Génomique et Métagénomique à haut débit par NovaSeq6000 GENOVA
Responsabilité scientifique :
RODRIGUEZ Christophe
Axes de recherche :
Partenariat :
Financement :
Séquenceur à Très Haut Débit Illumina NovaSeq 6000
Cluster de Calcul Nvidia Pure Storage et stockage associé de 11×17 TB (Inclus 3 ans de maintenance)
Extraction/Climatisation du NovaSeq 6000
Le séquençage à haut débit (next-generation sequencing, NGS) a été une vraie révolution dans le domaine de la génétique et, plus récemment, en oncologie, tant pour la progression des connaissances scientifiques que sur le plan médical. Dans le domaine des maladies infectieuses, l’exploitation de ces technologies est encore peu avancée, mais elle présente un potentiel au moins aussi intéressant que pour les autres disciplines.

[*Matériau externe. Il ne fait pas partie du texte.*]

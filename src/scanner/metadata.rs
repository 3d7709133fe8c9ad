//! Metadata extraction and hit classification

use anyhow::{Context, Result, bail};
use std::path::{Path, PathBuf};
use std::time::Duration;

use crate::frontier::Frontier;
use crate::util::{CommandTemplate, relative_to};

const LOG_TARGET: &str = "scanner";

pub const DEFAULT_EXTRACT_COMMAND: &str = "exiftool {file}";

pub const DEFAULT_EXTRACT_TIMEOUT: Duration = Duration::from_secs(30);

/// Marker of a location tag in extractor output
pub const LOCATION_TAG: &str = "GPS";

/// Marker of a coordinate expressed in degrees
pub const DEGREE_MARKER: &str = "deg";

/// A file is a hit only when both markers are present: the tag name alone
/// shows up in files that carry no coordinates.
pub fn is_hit(extracted: &str) -> bool {
    extracted.contains(LOCATION_TAG) && extracted.contains(DEGREE_MARKER)
}

#[derive(Debug, Clone)]
pub struct ScanConfig {
    /// Extractor invocation with a `{file}` placeholder
    pub command: CommandTemplate,
    pub timeout: Duration,
}

/// Outcome of scanning one repository
#[derive(Debug, Clone, Copy, Default, PartialEq, Eq)]
pub struct ScanReport {
    pub files: u64,
    pub skipped: u64,
    pub hits: u64,
}

#[derive(Debug, Clone)]
pub struct MetadataScanner {
    config: ScanConfig,
}

impl MetadataScanner {
    pub fn new(config: ScanConfig) -> Self {
        Self { config }
    }

    /// Run the extractor on one file and return its standard output
    pub async fn extract(&self, file: &Path) -> Result<String> {
        let path = file.to_str().context("file path is not valid UTF-8")?;
        let output = self.config.command.output(&[("file", path)], self.config.timeout).await?;
        if !output.status.success() {
            bail!("{} exited with {}", self.config.command.program(), output.status);
        }
        Ok(String::from_utf8_lossy(&output.stdout).into_owned())
    }

    /// Scan every file of a checked-out repository and record hits.
    ///
    /// Files the extractor cannot handle are skipped. Stored paths are
    /// relative to `root`, the repository's working tree.
    pub async fn scan<F: Frontier>(
        &self,
        frontier: &F,
        repository: &str,
        root: &Path,
        files: &[PathBuf],
    ) -> Result<ScanReport> {
        let mut report = ScanReport::default();

        for file in files {
            report.files += 1;

            let extracted = match self.extract(file).await {
                Ok(text) => text,
                Err(e) => {
                    log::debug!(target: LOG_TARGET, "Skipping {}: {e:#}", file.display());
                    report.skipped += 1;
                    continue;
                }
            };

            if !is_hit(&extracted) {
                continue;
            }

            let Some(rel) = relative_to(root, file) else {
                log::warn!(target: LOG_TARGET, "{} is outside {}", file.display(), root.display());
                continue;
            };
            if frontier.record_hit(repository, &rel).await? {
                log::info!(target: LOG_TARGET, "Hit: {repository} {rel}");
                report.hits += 1;
            }
        }

        Ok(report)
    }
}
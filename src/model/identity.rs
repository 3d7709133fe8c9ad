use anyhow::{Context, Result, bail};
use std::fmt;
use url::Url;

/// The two kinds of entity the crawler discovers
#[derive(Debug, Clone, Copy, PartialEq, Eq, Hash)]
pub enum EntityKind {
    Repository,
    User,
}

impl EntityKind {
    /// Number of path segments in a canonical identity (`owner/name` vs `login`)
    fn segments(self) -> usize {
        match self {
            EntityKind::Repository => 2,
            EntityKind::User => 1,
        }
    }
}

impl fmt::Display for EntityKind {
    fn fmt(&self, f: &mut fmt::Formatter<'_>) -> fmt::Result {
        match self {
            EntityKind::Repository => f.write_str("repository"),
            EntityKind::User => f.write_str("user"),
        }
    }
}

/// Reduce a raw identity to its canonical, platform-relative form.
///
/// A scheme, or a first segment that looks like a host (`github.com/...`),
/// marks the input as a URL whose host is dropped. Path segments beyond the
/// canonical form are dropped in either case, so
/// `https://github.com/alice/proj/tree/main` and `alice/proj/tree/main` both
/// become `alice/proj`, and `https://github.com/alice` becomes `alice`. A
/// trailing `.git` on a repository name is removed.
pub fn canonicalize(kind: EntityKind, raw: &str) -> Result<String> {
    let trimmed = raw.trim().trim_end_matches('/');
    if trimmed.is_empty() {
        bail!("empty {kind} identity");
    }

    let wanted = kind.segments();
    let has_scheme = trimmed.contains("://");
    let has_host = trimmed.split('/').next().is_some_and(|first| first.contains('.'));

    let mut segments: Vec<String> = if has_scheme || has_host {
        let with_scheme = if has_scheme {
            trimmed.to_string()
        } else {
            format!("https://{trimmed}")
        };
        let url = Url::parse(&with_scheme)
            .with_context(|| format!("invalid {kind} URL: {raw}"))?;
        url.path_segments()
            .map(|segs| segs.filter(|s| !s.is_empty()).take(wanted).map(str::to_string).collect())
            .unwrap_or_default()
    } else {
        trimmed.split('/').take(wanted).map(str::to_string).collect()
    };

    if segments.len() != wanted || segments.iter().any(|s| s.is_empty()) {
        bail!("invalid {kind} identity: {raw}");
    }
    if segments.iter().any(|s| s.chars().any(char::is_whitespace)) {
        bail!("{kind} identity contains whitespace: {raw}");
    }

    if kind == EntityKind::Repository {
        if let Some(name) = segments[1].strip_suffix(".git") {
            if name.is_empty() {
                bail!("invalid repository name: {raw}");
            }
            segments[1] = name.to_string();
        }
    }

    Ok(segments.join("/"))
}
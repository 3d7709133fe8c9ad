//! Frontier discovery algorithm
//!
//! Repositories are served from the repository queue first. When it runs dry
//! a queued user is expanded into their repositories, and when both queues are
//! empty the platform's global listing seeds a random repository. The seed
//! fallback keeps the frontier from ever being permanently empty, so the loop
//! only ends with a repository or with cancellation.

use anyhow::Result;
use tokio_util::sync::CancellationToken;

use crate::github::Discovery;
use crate::model::EntityKind;

use super::store::Frontier;

const LOG_TARGET: &str = "frontier";

/// Produce the next repository to visit, expanding the frontier as needed.
///
/// Returns `None` only when `cancel` fires. A user popped for expansion is
/// requeued if cancellation interrupts the expansion.
pub async fn pop_repo<F, D>(frontier: &F, discovery: &D, cancel: &CancellationToken) -> Result<Option<String>>
where
    F: Frontier,
    D: Discovery,
{
    loop {
        if cancel.is_cancelled() {
            return Ok(None);
        }

        if let Some(repo) = frontier.pop(EntityKind::Repository).await? {
            return Ok(Some(repo));
        }

        match frontier.pop(EntityKind::User).await? {
            Some(user) => expand_user(frontier, discovery, &user, cancel).await?,
            None => seed_random(frontier, discovery, cancel).await?,
        }
    }
}

async fn expand_user<F: Frontier, D: Discovery>(
    frontier: &F,
    discovery: &D,
    user: &str,
    cancel: &CancellationToken,
) -> Result<()> {
    let repos = tokio::select! {
        _ = cancel.cancelled() => {
            frontier.requeue(EntityKind::User, user).await?;
            return Ok(());
        }
        repos = discovery.user_repositories(user) => repos,
    };

    match repos {
        Ok(repos) => {
            let queued = frontier.push_many(EntityKind::Repository, &repos).await?;
            log::info!(target: LOG_TARGET, "Expanded user {user}: {queued} new of {} repositories", repos.len());
        }
        Err(e) => log::warn!(target: LOG_TARGET, "Could not expand user {user}: {e:#}"),
    }
    Ok(())
}

async fn seed_random<F: Frontier, D: Discovery>(
    frontier: &F,
    discovery: &D,
    cancel: &CancellationToken,
) -> Result<()> {
    let seed = tokio::select! {
        _ = cancel.cancelled() => return Ok(()),
        seed = discovery.random_repository() => seed,
    };

    match seed {
        Ok(Some(repo)) => {
            if frontier.push(EntityKind::Repository, &repo).await? {
                log::info!(target: LOG_TARGET, "Seeded frontier with {repo}");
            } else {
                log::debug!(target: LOG_TARGET, "Random seed {repo} was already seen");
            }
        }
        Ok(None) => log::debug!(target: LOG_TARGET, "Random listing page was empty"),
        Err(e) => log::warn!(target: LOG_TARGET, "Random seeding failed: {e:#}"),
    }
    Ok(())
}

/// Push a repository's contributors onto the user queue.
///
/// Failures are logged and absorbed; the repository is still scanned.
pub async fn expand_contributors<F: Frontier, D: Discovery>(frontier: &F, discovery: &D, repository: &str) -> Result<usize> {
    match discovery.contributors(repository).await {
        Ok(logins) => {
            let queued = frontier.push_many(EntityKind::User, &logins).await?;
            log::debug!(target: LOG_TARGET, "{repository}: {queued} new of {} contributors", logins.len());
            Ok(queued)
        }
        Err(e) => {
            log::warn!(target: LOG_TARGET, "Could not list contributors of {repository}: {e:#}");
            Ok(0)
        }
    }
}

La plateforme de séquençage à haut débit du site Henri Mondor a développé une technologie de métagénomique unique, seule accréditée au monde pour le diagnostic médical, permettant d’explorer les maladies infectieuses, y compris les plus complexes. Avec ces technologies, l’équipe porteuse du projet a pu identifier et caractériser de nombreux pathogènes connus ou inconnus, et en décrire le génome complet, la virulence ou la résistance. Plus récemment, la génération concomitante des données de génomique microbienne et de transcriptomique humaine par métagénomique a permis de mieux comprendre la part respective du virus et de l’hôte dans la sévérité de la maladie Covid-19 et de proposer de nouvelles pistes thérapeutiques. Cependant, les moyens de production des données de séquence sont actuellement limités sur notre plateforme par les performances des séquenceurs à disposition, qu’il s’agisse du nombre d’échantillons analysables ou de la sensibilité qui peut être atteinte. Le présent projet vise à obtenir un co-financement pour l’acquisition d’un NovaSeq6000, séquenceur actuellement le plus puissant au monde et parfaitement adapté aux objectifs attendus.